_Task brief:_ Wherever "TooManyRequests" appears in a line of the records below, count that line, and report only the number.

_Record extracts:_
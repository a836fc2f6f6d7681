//! CoinMarketCap API error code table
//!
//! The service reports failures through `status.error_code`. Codes in the
//! 1000 range are specific to API key and plan handling; anything else is the
//! HTTP status of the response.

/// CoinMarketCap error categories
#[derive(Debug, Clone, Copy, PartialEq, Eq, Hash)]
pub enum ErrorCategory {
    /// Malformed or invalid request parameters
    Request,
    /// Missing, invalid or disabled API key
    Auth,
    /// Plan does not cover the request or payment is due
    Billing,
    /// Credit or request rate limit reached
    RateLimit,
    /// Failure on the service side
    Server,
    /// Code not known to this client
    Unknown,
}

/// All known CoinMarketCap error codes
#[derive(Debug, Clone, Copy, PartialEq, Eq, Hash)]
pub enum CmcErrorCode {
    // === HTTP-derived ===
    /// 400: invalid value or missing parameter
    BadRequest,
    /// 401: missing or invalid API key
    Unauthorized,
    /// 402: payment required
    PaymentRequired,
    /// 403: endpoint not available on this plan
    Forbidden,
    /// 429: too many requests
    TooManyRequests,
    /// 500: internal server error
    InternalServerError,

    // === API key specific ===
    /// 1001: This API Key is invalid
    ApiKeyInvalid,
    /// 1002: API key missing
    ApiKeyMissing,
    /// 1003: Your API Key must be activated
    ApiKeyPlanRequiresPayment,
    /// 1004: Your API Key's subscription plan has expired
    ApiKeyPlanPaymentExpired,
    /// 1005: An API Key is required for this call
    ApiKeyRequired,
    /// 1006: Your API Key subscription plan doesn't support this endpoint
    ApiKeyPlanNotAuthorized,
    /// 1007: This API Key has been disabled
    ApiKeyDisabled,
    /// 1008: You've exceeded your API Key's HTTP request rate limit
    ApiKeyPlanMinuteRateLimitReached,
    /// 1009: You've exceeded your API Key's daily rate limit
    ApiKeyPlanDailyRateLimitReached,
    /// 1010: You've exceeded your API Key's monthly rate limit
    ApiKeyPlanMonthlyRateLimitReached,
    /// 1011: You've hit an IP rate limit
    IpRateLimitReached,
}

impl CmcErrorCode {
    /// Look up a numeric `error_code`
    pub fn from_code(code: i64) -> Option<Self> {
        Some(match code {
            400 => Self::BadRequest,
            401 => Self::Unauthorized,
            402 => Self::PaymentRequired,
            403 => Self::Forbidden,
            429 => Self::TooManyRequests,
            500 => Self::InternalServerError,
            1001 => Self::ApiKeyInvalid,
            1002 => Self::ApiKeyMissing,
            1003 => Self::ApiKeyPlanRequiresPayment,
            1004 => Self::ApiKeyPlanPaymentExpired,
            1005 => Self::ApiKeyRequired,
            1006 => Self::ApiKeyPlanNotAuthorized,
            1007 => Self::ApiKeyDisabled,
            1008 => Self::ApiKeyPlanMinuteRateLimitReached,
            1009 => Self::ApiKeyPlanDailyRateLimitReached,
            1010 => Self::ApiKeyPlanMonthlyRateLimitReached,
            1011 => Self::IpRateLimitReached,
            _ => return None,
        })
    }

    /// Numeric code as reported by the service
    pub fn code(&self) -> i64 {
        match self {
            Self::BadRequest => 400,
            Self::Unauthorized => 401,
            Self::PaymentRequired => 402,
            Self::Forbidden => 403,
            Self::TooManyRequests => 429,
            Self::InternalServerError => 500,
            Self::ApiKeyInvalid => 1001,
            Self::ApiKeyMissing => 1002,
            Self::ApiKeyPlanRequiresPayment => 1003,
            Self::ApiKeyPlanPaymentExpired => 1004,
            Self::ApiKeyRequired => 1005,
            Self::ApiKeyPlanNotAuthorized => 1006,
            Self::ApiKeyDisabled => 1007,
            Self::ApiKeyPlanMinuteRateLimitReached => 1008,
            Self::ApiKeyPlanDailyRateLimitReached => 1009,
            Self::ApiKeyPlanMonthlyRateLimitReached => 1010,
            Self::IpRateLimitReached => 1011,
        }
    }

    /// Category of this code
    pub fn category(&self) -> ErrorCategory {
        match self {
            Self::BadRequest => ErrorCategory::Request,
            Self::Unauthorized
            | Self::ApiKeyInvalid
            | Self::ApiKeyMissing
            | Self::ApiKeyRequired
            | Self::ApiKeyDisabled => ErrorCategory::Auth,
            Self::PaymentRequired
            | Self::Forbidden
            | Self::ApiKeyPlanRequiresPayment
            | Self::ApiKeyPlanPaymentExpired
            | Self::ApiKeyPlanNotAuthorized => ErrorCategory::Billing,
            Self::TooManyRequests
            | Self::ApiKeyPlanMinuteRateLimitReached
            | Self::ApiKeyPlanDailyRateLimitReached
            | Self::ApiKeyPlanMonthlyRateLimitReached
            | Self::IpRateLimitReached => ErrorCategory::RateLimit,
            Self::InternalServerError => ErrorCategory::Server,
        }
    }

    /// Check if this is a rate limit error
    pub fn is_rate_limit(&self) -> bool {
        self.category() == ErrorCategory::RateLimit
    }

    /// Check if this error is caused by the API key
    pub fn is_auth(&self) -> bool {
        self.category() == ErrorCategory::Auth
    }

    /// Check if the same request may succeed later.
    ///
    /// Daily and monthly limits only reset on plan boundaries, so they are
    /// not considered retryable.
    pub fn is_retryable(&self) -> bool {
        matches!(
            self,
            Self::TooManyRequests
                | Self::ApiKeyPlanMinuteRateLimitReached
                | Self::IpRateLimitReached
                | Self::InternalServerError
        )
    }
}

/// Categorize a raw code, including codes outside the known table
pub fn categorize(code: i64) -> ErrorCategory {
    match CmcErrorCode::from_code(code) {
        Some(known) => known.category(),
        None if (500..600).contains(&code) => ErrorCategory::Server,
        None if (400..500).contains(&code) => ErrorCategory::Request,
        None => ErrorCategory::Unknown,
    }
}
//! REST API client for the CoinMarketCap Pro API
//!
//! This crate provides a typed client for the CoinMarketCap market data
//! endpoints. Every method validates its options up front, issues exactly one
//! GET, and returns the parsed response envelope.
//!
//! # Endpoints
//!
//! - **ID map**: `/cryptocurrency/map` via [`CoinMarketCapClient::get_id_map`]
//! - **Metadata**: `/cryptocurrency/info` via [`CoinMarketCapClient::get_metadata`]
//! - **Listings**: `/cryptocurrency/listings/latest` via [`CoinMarketCapClient::get_tickers`]
//! - **Quotes**: `/cryptocurrency/quotes/latest` via [`CoinMarketCapClient::get_quotes`]
//! - **Global metrics**: `/global-metrics/quotes/latest` via [`CoinMarketCapClient::get_global`]
//!
//! # Authentication
//!
//! The API key is sent in the `X-CMC_PRO_API_KEY` header on every call.
//! [`ApiKey::from_env`] reads it from `CMC_PRO_API_KEY`.
//!
//! # Example
//!
//! ```no_run
//! use cmc_rest::{CoinMarketCapClient, IdMapOptions, ListingOptions, ParamList};
//! use cmc_types::ListingSort;
//!
//! #[tokio::main]
//! async fn main() -> Result<(), Box<dyn std::error::Error>> {
//!     let client = CoinMarketCapClient::from_env()?;
//!
//!     // Resolve ids for a few symbols
//!     let symbols = ParamList::from("BTC,ETH,SOL");
//!     let map = client.get_id_map(&IdMapOptions::new().with_symbol(symbols)).await?;
//!     for entry in &map.data {
//!         println!("{} -> {}", entry.symbol, entry.id);
//!     }
//!
//!     // Top ten by 24h volume
//!     let options = ListingOptions::new()
//!         .with_limit(10)
//!         .with_sort(ListingSort::Volume24h, None);
//!     let listings = client.get_tickers(&options).await?;
//!     println!("{} listings, {} credits", listings.data.len(), listings.status.credit_count);
//!
//!     Ok(())
//! }
//! ```
//!
//! # Errors
//!
//! Invalid option combinations fail with [`RestError::Validation`] before any
//! request is sent. A response whose status block carries an error code fails
//! with [`RestError::Api`], whatever its HTTP status. The client never retries;
//! use [`RestError::is_retryable`] to decide.

pub mod auth;
pub mod client;
pub mod endpoints;
pub mod error;
pub mod fetcher;
pub mod options;
pub mod params;

// Re-export main types
pub use auth::{ApiKey, API_KEY_ENV};
pub use client::{
    ClientConfig, CoinMarketCapClient, RequestConfig, API_KEY_HEADER, DEFAULT_BASE_URL,
    DEFAULT_VERSION, SANDBOX_BASE_URL,
};
pub use error::{RestError, RestResult, ValidationError};
pub use fetcher::{
    Fetcher, HttpRequest, HttpResponse, ReqwestFetcher, TransportError, DEFAULT_TIMEOUT_SECS,
};
#[cfg(any(test, feature = "test-utils"))]
pub use fetcher::MockFetcher;
pub use options::{
    Conversion, GlobalOptions, IdMapOptions, ListingOptions, Lookup, MetadataOptions,
    QuotesOptions, RangeFilter,
};
pub use params::ParamList;

// Re-export response types
pub use cmc_types::{
    Envelope, GlobalMetrics, IdMapEntry, MetadataEntry, Quote, QuoteEntry, Status, TickerEntry,
};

_Exercise answer:_ 5